- **Your instructions**:
In the entries below, find every line holding the string "input" and collect it.

[Dataset entries]
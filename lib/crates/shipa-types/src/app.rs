use std::collections::BTreeMap;

use serde::{Deserialize, Serialize};

/// A Shipa application.
///
/// The manifest names the owning pool `framework`; the API calls it `pool`.
#[derive(Debug, Clone, Default, PartialEq, Serialize, Deserialize)]
#[serde(default)]
pub struct App {
    #[serde(default, deserialize_with = "crate::null_as_default", skip_serializing_if = "String::is_empty")]
    pub name: String,
    #[serde(default, deserialize_with = "crate::null_as_default", skip_serializing_if = "String::is_empty")]
    pub description: String,
    #[serde(default, deserialize_with = "crate::null_as_default", rename = "pool", alias = "framework", skip_serializing_if = "String::is_empty")]
    pub pool: String,
    #[serde(default, deserialize_with = "crate::null_as_default", skip_serializing_if = "String::is_empty")]
    pub teamowner: String,
    #[serde(skip_serializing_if = "Option::is_none")]
    pub plan: Option<Plan>,
    #[serde(default, deserialize_with = "crate::null_as_default", skip_serializing_if = "Vec::is_empty")]
    pub units: Vec<Unit>,
    #[serde(default, deserialize_with = "crate::null_as_default", skip_serializing_if = "Vec::is_empty")]
    pub cname: Vec<String>,
    #[serde(default, deserialize_with = "crate::null_as_default", skip_serializing_if = "String::is_empty")]
    pub ip: String,
    #[serde(default, deserialize_with = "crate::null_as_default", skip_serializing_if = "String::is_empty")]
    pub org: String,
    #[serde(default, deserialize_with = "crate::null_as_default", skip_serializing_if = "Vec::is_empty")]
    pub entrypoints: Vec<Entrypoint>,
    #[serde(default, deserialize_with = "crate::null_as_default", skip_serializing_if = "Vec::is_empty")]
    pub routers: Vec<Router>,
    #[serde(skip_serializing_if = "Option::is_none")]
    pub lock: Option<Lock>,
    #[serde(default, deserialize_with = "crate::null_as_default", skip_serializing_if = "Vec::is_empty")]
    pub tags: Vec<String>,
    #[serde(default, deserialize_with = "crate::null_as_default", skip_serializing_if = "String::is_empty")]
    pub platform: String,
    #[serde(default, deserialize_with = "crate::null_as_default", skip_serializing_if = "String::is_empty")]
    pub status: String,
    /// Populated by some API responses only.
    #[serde(default, deserialize_with = "crate::null_as_default", skip_serializing_if = "String::is_empty")]
    pub error: String,
}

/// Resource plan attached to an app.
#[derive(Debug, Clone, Default, PartialEq, Eq, Serialize, Deserialize)]
#[serde(default)]
pub struct Plan {
    #[serde(default, deserialize_with = "crate::null_as_default", skip_serializing_if = "String::is_empty")]
    pub name: String,
    pub memory: i64,
    pub swap: i64,
    pub cpushare: i64,
    pub default: bool,
    pub public: bool,
    #[serde(default, deserialize_with = "crate::null_as_default", skip_serializing_if = "String::is_empty")]
    pub org: String,
    #[serde(default, deserialize_with = "crate::null_as_default", skip_serializing_if = "Vec::is_empty")]
    pub teams: Vec<String>,
}

/// Plan creation payload. Memory and swap travel in the shortened
/// human form (`512M`, `1G`).
#[derive(Debug, Clone, Default, PartialEq, Eq, Serialize, Deserialize)]
pub struct CreatePlanRequest {
    #[serde(default, deserialize_with = "crate::null_as_default", skip_serializing_if = "String::is_empty")]
    pub name: String,
    #[serde(default, deserialize_with = "crate::null_as_default")]
    pub memory: String,
    #[serde(default, deserialize_with = "crate::null_as_default")]
    pub swap: String,
    pub cpushare: i64,
    pub default: bool,
    pub public: bool,
    #[serde(default, deserialize_with = "crate::null_as_default", skip_serializing_if = "String::is_empty")]
    pub org: String,
    #[serde(default, deserialize_with = "crate::null_as_default", skip_serializing_if = "Vec::is_empty")]
    pub teams: Vec<String>,
}

impl From<&Plan> for CreatePlanRequest {
    fn from(plan: &Plan) -> Self {
        Self {
            name: plan.name.clone(),
            memory: bytes_to_human(plan.memory),
            swap: bytes_to_human(plan.swap),
            cpushare: plan.cpushare,
            default: plan.default,
            public: plan.public,
            org: plan.org.clone(),
            teams: plan.teams.clone(),
        }
    }
}

/// Shorten a byte count to the `K`/`M`/`G` notation the plans endpoint
/// expects. Values below 1024 are printed as-is; the largest suffix is `G`.
#[must_use]
pub fn bytes_to_human(input: i64) -> String {
    const STEP: i64 = 1024;
    const SUFFIXES: [&str; 3] = ["K", "M", "G"];

    if input < STEP {
        return input.to_string();
    }

    let mut value = input;
    for suffix in SUFFIXES {
        value /= STEP;
        if value < STEP {
            return format!("{value}{suffix}");
        }
    }
    format!("{value}G")
}

/// Running unit of an app, as reported by the API.
#[derive(Debug, Clone, Default, PartialEq, Eq, Serialize, Deserialize)]
#[serde(default, rename_all = "PascalCase")]
pub struct Unit {
    #[serde(default, deserialize_with = "crate::null_as_default", rename = "ID", skip_serializing_if = "String::is_empty")]
    pub id: String,
    #[serde(default, deserialize_with = "crate::null_as_default", skip_serializing_if = "String::is_empty")]
    pub name: String,
    #[serde(default, deserialize_with = "crate::null_as_default", skip_serializing_if = "String::is_empty")]
    pub app_name: String,
    #[serde(default, deserialize_with = "crate::null_as_default", skip_serializing_if = "String::is_empty")]
    pub process_name: String,
    #[serde(default, deserialize_with = "crate::null_as_default", skip_serializing_if = "String::is_empty")]
    pub r#type: String,
    #[serde(default, deserialize_with = "crate::null_as_default", rename = "IP", skip_serializing_if = "String::is_empty")]
    pub ip: String,
    #[serde(default, deserialize_with = "crate::null_as_default", skip_serializing_if = "String::is_empty")]
    pub status: String,
    #[serde(default, deserialize_with = "crate::null_as_default", skip_serializing_if = "String::is_empty")]
    pub version: String,
    #[serde(default, deserialize_with = "crate::null_as_default", skip_serializing_if = "String::is_empty")]
    pub org: String,
    #[serde(default, deserialize_with = "crate::null_as_default", skip_serializing_if = "String::is_empty")]
    pub host_addr: String,
    #[serde(default, deserialize_with = "crate::null_as_default", skip_serializing_if = "String::is_empty")]
    pub host_port: String,
    #[serde(skip_serializing_if = "Option::is_none")]
    pub address: Option<Address>,
}

/// URL of a unit, split into its components.
#[derive(Debug, Clone, Default, PartialEq, Eq, Serialize, Deserialize)]
#[serde(default, rename_all = "PascalCase")]
pub struct Address {
    #[serde(default, deserialize_with = "crate::null_as_default", skip_serializing_if = "String::is_empty")]
    pub scheme: String,
    #[serde(default, deserialize_with = "crate::null_as_default", skip_serializing_if = "String::is_empty")]
    pub host: String,
    #[serde(default, deserialize_with = "crate::null_as_default", skip_serializing_if = "String::is_empty")]
    pub opaque: String,
    #[serde(default, deserialize_with = "crate::null_as_default", skip_serializing_if = "String::is_empty")]
    pub user: String,
    #[serde(default, deserialize_with = "crate::null_as_default", skip_serializing_if = "String::is_empty")]
    pub path: String,
    #[serde(default, deserialize_with = "crate::null_as_default", skip_serializing_if = "String::is_empty")]
    pub raw_path: String,
    pub force_query: bool,
    #[serde(default, deserialize_with = "crate::null_as_default", skip_serializing_if = "String::is_empty")]
    pub raw_query: String,
    #[serde(default, deserialize_with = "crate::null_as_default", skip_serializing_if = "String::is_empty")]
    pub fragment: String,
    #[serde(default, deserialize_with = "crate::null_as_default", skip_serializing_if = "String::is_empty")]
    pub raw_fragment: String,
}

#[derive(Debug, Clone, Default, PartialEq, Eq, Serialize, Deserialize)]
#[serde(default)]
pub struct Entrypoint {
    #[serde(default, deserialize_with = "crate::null_as_default", skip_serializing_if = "String::is_empty")]
    pub cname: String,
    #[serde(default, deserialize_with = "crate::null_as_default", skip_serializing_if = "String::is_empty")]
    pub scheme: String,
}

#[derive(Debug, Clone, Default, PartialEq, Serialize, Deserialize)]
#[serde(default)]
pub struct Router {
    #[serde(default, deserialize_with = "crate::null_as_default", skip_serializing_if = "String::is_empty")]
    pub name: String,
    #[serde(default, deserialize_with = "crate::null_as_default", skip_serializing_if = "BTreeMap::is_empty")]
    pub opts: BTreeMap<String, serde_json::Value>,
    #[serde(default, deserialize_with = "crate::null_as_default", skip_serializing_if = "String::is_empty")]
    pub r#type: String,
    #[serde(default, deserialize_with = "crate::null_as_default", skip_serializing_if = "String::is_empty")]
    pub address: String,
    pub default: bool,
}

#[derive(Debug, Clone, Default, PartialEq, Eq, Serialize, Deserialize)]
#[serde(default, rename_all = "PascalCase")]
pub struct Lock {
    pub locked: bool,
    #[serde(default, deserialize_with = "crate::null_as_default", skip_serializing_if = "String::is_empty")]
    pub reason: String,
    #[serde(default, deserialize_with = "crate::null_as_default", skip_serializing_if = "String::is_empty")]
    pub owner: String,
    #[serde(default, deserialize_with = "crate::null_as_default", skip_serializing_if = "String::is_empty")]
    pub acquire_date: String,
}

/// Partial app update accepted by `PUT apps/{name}`.
#[derive(Debug, Clone, Default, PartialEq, Eq, Serialize, Deserialize)]
#[serde(default)]
pub struct UpdateAppRequest {
    #[serde(default, deserialize_with = "crate::null_as_default", skip_serializing_if = "String::is_empty")]
    pub pool: String,
    #[serde(default, deserialize_with = "crate::null_as_default", skip_serializing_if = "String::is_empty")]
    pub teamowner: String,
    #[serde(default, deserialize_with = "crate::null_as_default", skip_serializing_if = "String::is_empty")]
    pub description: String,
    #[serde(default, deserialize_with = "crate::null_as_default", skip_serializing_if = "String::is_empty")]
    pub plan: String,
    #[serde(default, deserialize_with = "crate::null_as_default", skip_serializing_if = "String::is_empty")]
    pub platform: String,
    #[serde(default, deserialize_with = "crate::null_as_default", skip_serializing_if = "Vec::is_empty")]
    pub tags: Vec<String>,
}

impl From<&App> for UpdateAppRequest {
    fn from(app: &App) -> Self {
        Self {
            pool: app.pool.clone(),
            teamowner: app.teamowner.clone(),
            description: app.description.clone(),
            plan: app.plan.as_ref().map(|p| p.name.clone()).unwrap_or_default(),
            platform: app.platform.clone(),
            tags: app.tags.clone(),
        }
    }
}

/// Custom domain for an app.
///
/// `scheme` is never read from the manifest: it is derived from
/// `encrypted` by [`AppCname::with_scheme`] right before the request.
#[derive(Debug, Clone, Default, PartialEq, Eq, Serialize, Deserialize)]
#[serde(default)]
pub struct AppCname {
    #[serde(default, deserialize_with = "crate::null_as_default", skip_serializing)]
    pub app: String,
    #[serde(default, deserialize_with = "crate::null_as_default")]
    pub cname: String,
    #[serde(skip_deserializing)]
    pub scheme: String,
    #[serde(skip_serializing)]
    pub encrypted: bool,
}

impl AppCname {
    /// `https` for encrypted cnames, `http` otherwise.
    #[must_use]
    pub fn derived_scheme(&self) -> &'static str {
        if self.encrypted { "https" } else { "http" }
    }

    /// Copy of this cname with `scheme` filled in from `encrypted`.
    #[must_use]
    pub fn with_scheme(&self) -> Self {
        Self {
            scheme: self.derived_scheme().to_string(),
            ..self.clone()
        }
    }
}

/// Body of `DELETE apps/{app}/cname`.
#[derive(Debug, Clone, Default, PartialEq, Eq, Serialize, Deserialize)]
pub struct DeleteCnameRequest {
    #[serde(skip)]
    pub app: String,
    #[serde(default, deserialize_with = "crate::null_as_default", rename = "cnames")]
    pub cnames: Vec<String>,
}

- **Expected answer**:
pub fn bytes_to_human(input: i64) -> String {
    if input < STEP {
        return input.to_string();
    let mut value = input;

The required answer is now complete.